Monetary Policy Statement for September 2006
The Official Cash Rate (OCR) will remain unchanged at 7.25 percent.
The New Zealand economy continues to show resilience. As reported in earlier statements, we have seen clear signs of easing activity and a rebalancing of demand from the domestic to the external sector since late last year. However, economic activity appears to have been stronger than expected through the first half of 2006, with the expansion of employment particularly surprising. Net exports and Government spending have contributed to the buoyancy in activity, while the easing in household consumption has been more moderate than projected. Similarly, while the housing market has slowed, it continues to exhibit momentum. We expect further dampening effects on demand from high oil prices and higher effective mortgage rates over the period ahead. But, even allowing for these effects, we see more inflation pressure than in earlier reviews.
With overall resource pressures easing more gradually than forecast, annual inflation is not expected to fall below three percent until late 2007. Oil price increases and the depreciation of the exchange rate earlier in the year have pushed headline annual inflation to four percent in the June quarter. Inflation expectations have continued to drift upwards, influenced by the rising headline inflation numbers. While second-round flow-on effects have so far been limited, this remains a risk given the persistence of demand and labour market pressures. We assume that wages and prices are not unduly influenced by the short-term peak in headline inflation.
Given the continued strength of medium-term inflation pressures, the outlook for monetary policy has become more finely balanced.
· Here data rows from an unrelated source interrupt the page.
use sqlx::PgPool;

use crate::{error::Result, models::User};

/// Find user by ID
pub async fn find_by_id(pool: &PgPool, id: i32) -> Result<Option<User>> {
    let user = sqlx::query_as::<_, User>("SELECT * FROM users WHERE id = $1")
        .bind(id)
        .fetch_optional(pool)
        .await?;

    Ok(user)
}

/// Get all users
pub async fn get_all(pool: &PgPool) -> Result<Vec<User>> {
    let users = sqlx::query_as::<_, User>("SELECT * FROM users")
        .fetch_all(pool)
        .await?;

    Ok(users)
}

/// Create a new user with an already-hashed password
pub async fn insert(
    pool: &PgPool,
    username: &str,
    email: &str,
    password_hash: &str,
) -> Result<User> {
    let user = sqlx::query_as::<_, User>(
        "INSERT INTO users (username, email, password) VALUES ($1, $2, $3) RETURNING *",
    )
    .bind(username)
    .bind(email)
    .bind(password_hash)
    .fetch_one(pool)
    .await?;

    Ok(user)
}

/// Replace every column of an existing user
pub async fn update(
    pool: &PgPool,
    id: i32,
    username: &str,
    email: &str,
    password_hash: &str,
) -> Result<Option<User>> {
    let user = sqlx::query_as::<_, User>(
        "UPDATE users
         SET username = $1, email = $2, password = $3, updated_at = NOW()
         WHERE id = $4
         RETURNING *",
    )
    .bind(username)
    .bind(email)
    .bind(password_hash)
    .bind(id)
    .fetch_optional(pool)
    .await?;

    Ok(user)
}

/// Delete a user
pub async fn delete(pool: &PgPool, id: i32) -> Result<bool> {
    let result = sqlx::query("DELETE FROM users WHERE id = $1")
        .bind(id)
        .execute(pool)
        .await?;

    Ok(result.rows_affected() > 0)
}
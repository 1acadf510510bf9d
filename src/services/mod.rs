pub mod category_service;
pub mod product_service;
pub mod user_service;
mod categories;
mod health;
mod products;
mod users;

use axum::{Router, routing::get};

use crate::AppState;

pub fn create_router() -> Router<AppState> {
    let api = Router::new()
        .merge(categories::router())
        .merge(products::router())
        .merge(users::router());

    Router::new()
        .route("/health", get(health::health_check))
        .route("/health/ready", get(health::readiness_check))
        .nest("/api", api)
}
use chrono::{DateTime, Utc};
use serde::{Deserialize, Serialize};
use validator::Validate;

use crate::models::Product;

#[derive(Debug, Clone, Serialize, sqlx::FromRow)]
pub struct Category {
    pub id: i32,
    pub name: String,
    pub created_at: DateTime<Utc>,
    pub updated_at: DateTime<Utc>,
}

/// Category plus its owned products, used by the read endpoints.
#[derive(Debug, Serialize)]
pub struct CategoryWithProducts {
    #[serde(flatten)]
    pub category: Category,
    pub products: Vec<Product>,
}

/// Create/replace payload. Missing fields bind to blank values so an update
/// overwrites every column (full-replace semantics).
#[derive(Debug, Deserialize, Validate)]
pub struct CategoryRequest {
    #[serde(default)]
    #[validate(length(max = 255, message = "name must be at most 255 characters"))]
    pub name: String,
}

#[cfg(test)]
mod tests {
    use super::*;

    #[test]
    fn test_omitted_fields_bind_to_blank_values() {
        let req: CategoryRequest = serde_json::from_str("{}").unwrap();
        assert_eq!(req.name, "");
    }

    #[test]
    fn test_name_over_255_characters_is_rejected() {
        let req = CategoryRequest {
            name: "x".repeat(256),
        };
        assert!(req.validate().is_err());
    }

    #[test]
    fn test_name_at_255_characters_is_accepted() {
        let req = CategoryRequest {
            name: "x".repeat(255),
        };
        assert!(req.validate().is_ok());
    }
}
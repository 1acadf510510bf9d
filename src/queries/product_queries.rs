use std::collections::HashMap;

use sqlx::PgPool;

use crate::{
    error::Result,
    models::{Product, ProductRequest},
};

/// Find product by ID
pub async fn find_by_id(pool: &PgPool, id: i32) -> Result<Option<Product>> {
    let product = sqlx::query_as::<_, Product>("SELECT * FROM products WHERE id = $1")
        .bind(id)
        .fetch_optional(pool)
        .await?;

    Ok(product)
}

/// Get all products
pub async fn get_all(pool: &PgPool) -> Result<Vec<Product>> {
    let products = sqlx::query_as::<_, Product>("SELECT * FROM products")
        .fetch_all(pool)
        .await?;

    Ok(products)
}

/// Get products belonging to a single category
pub async fn find_by_category_id(pool: &PgPool, category_id: i32) -> Result<Vec<Product>> {
    let products =
        sqlx::query_as::<_, Product>("SELECT * FROM products WHERE category_id = $1")
            .bind(category_id)
            .fetch_all(pool)
            .await?;

    Ok(products)
}

/// Get products for multiple categories, grouped by category ID
pub async fn find_by_category_ids(
    pool: &PgPool,
    category_ids: &[i32],
) -> Result<HashMap<i32, Vec<Product>>> {
    if category_ids.is_empty() {
        return Ok(HashMap::new());
    }

    let products =
        sqlx::query_as::<_, Product>("SELECT * FROM products WHERE category_id = ANY($1)")
            .bind(category_ids)
            .fetch_all(pool)
            .await?;

    let mut product_map: HashMap<i32, Vec<Product>> = HashMap::new();
    for product in products {
        product_map
            .entry(product.category_id)
            .or_default()
            .push(product);
    }

    Ok(product_map)
}

/// Create a new product
pub async fn insert(pool: &PgPool, req: &ProductRequest) -> Result<Product> {
    let product = sqlx::query_as::<_, Product>(
        "INSERT INTO products (title, price, description, category_id)
         VALUES ($1, $2, $3, $4)
         RETURNING *",
    )
    .bind(&req.title)
    .bind(req.price)
    .bind(&req.description)
    .bind(req.category_id)
    .fetch_one(pool)
    .await?;

    Ok(product)
}

/// Replace every column of an existing product
pub async fn update(pool: &PgPool, id: i32, req: &ProductRequest) -> Result<Option<Product>> {
    let product = sqlx::query_as::<_, Product>(
        "UPDATE products
         SET title = $1, price = $2, description = $3, category_id = $4, updated_at = NOW()
         WHERE id = $5
         RETURNING *",
    )
    .bind(&req.title)
    .bind(req.price)
    .bind(&req.description)
    .bind(req.category_id)
    .bind(id)
    .fetch_optional(pool)
    .await?;

    Ok(product)
}

/// Delete a product
pub async fn delete(pool: &PgPool, id: i32) -> Result<bool> {
    let result = sqlx::query("DELETE FROM products WHERE id = $1")
        .bind(id)
        .execute(pool)
        .await?;

    Ok(result.rows_affected() > 0)
}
With inflation now taking longer to move comfortably within the target band of the Policy Targets Agreement (PTA), there is little leeway to withstand further surprises to medium-term inflation pressures. In these circumstances, we are less confident that no further policy tightening will be required in this cycle. In this regard, we will want to be clearer about the economic situation and outlook. However, there is clearly no prospect of an OCR cut for some considerable time.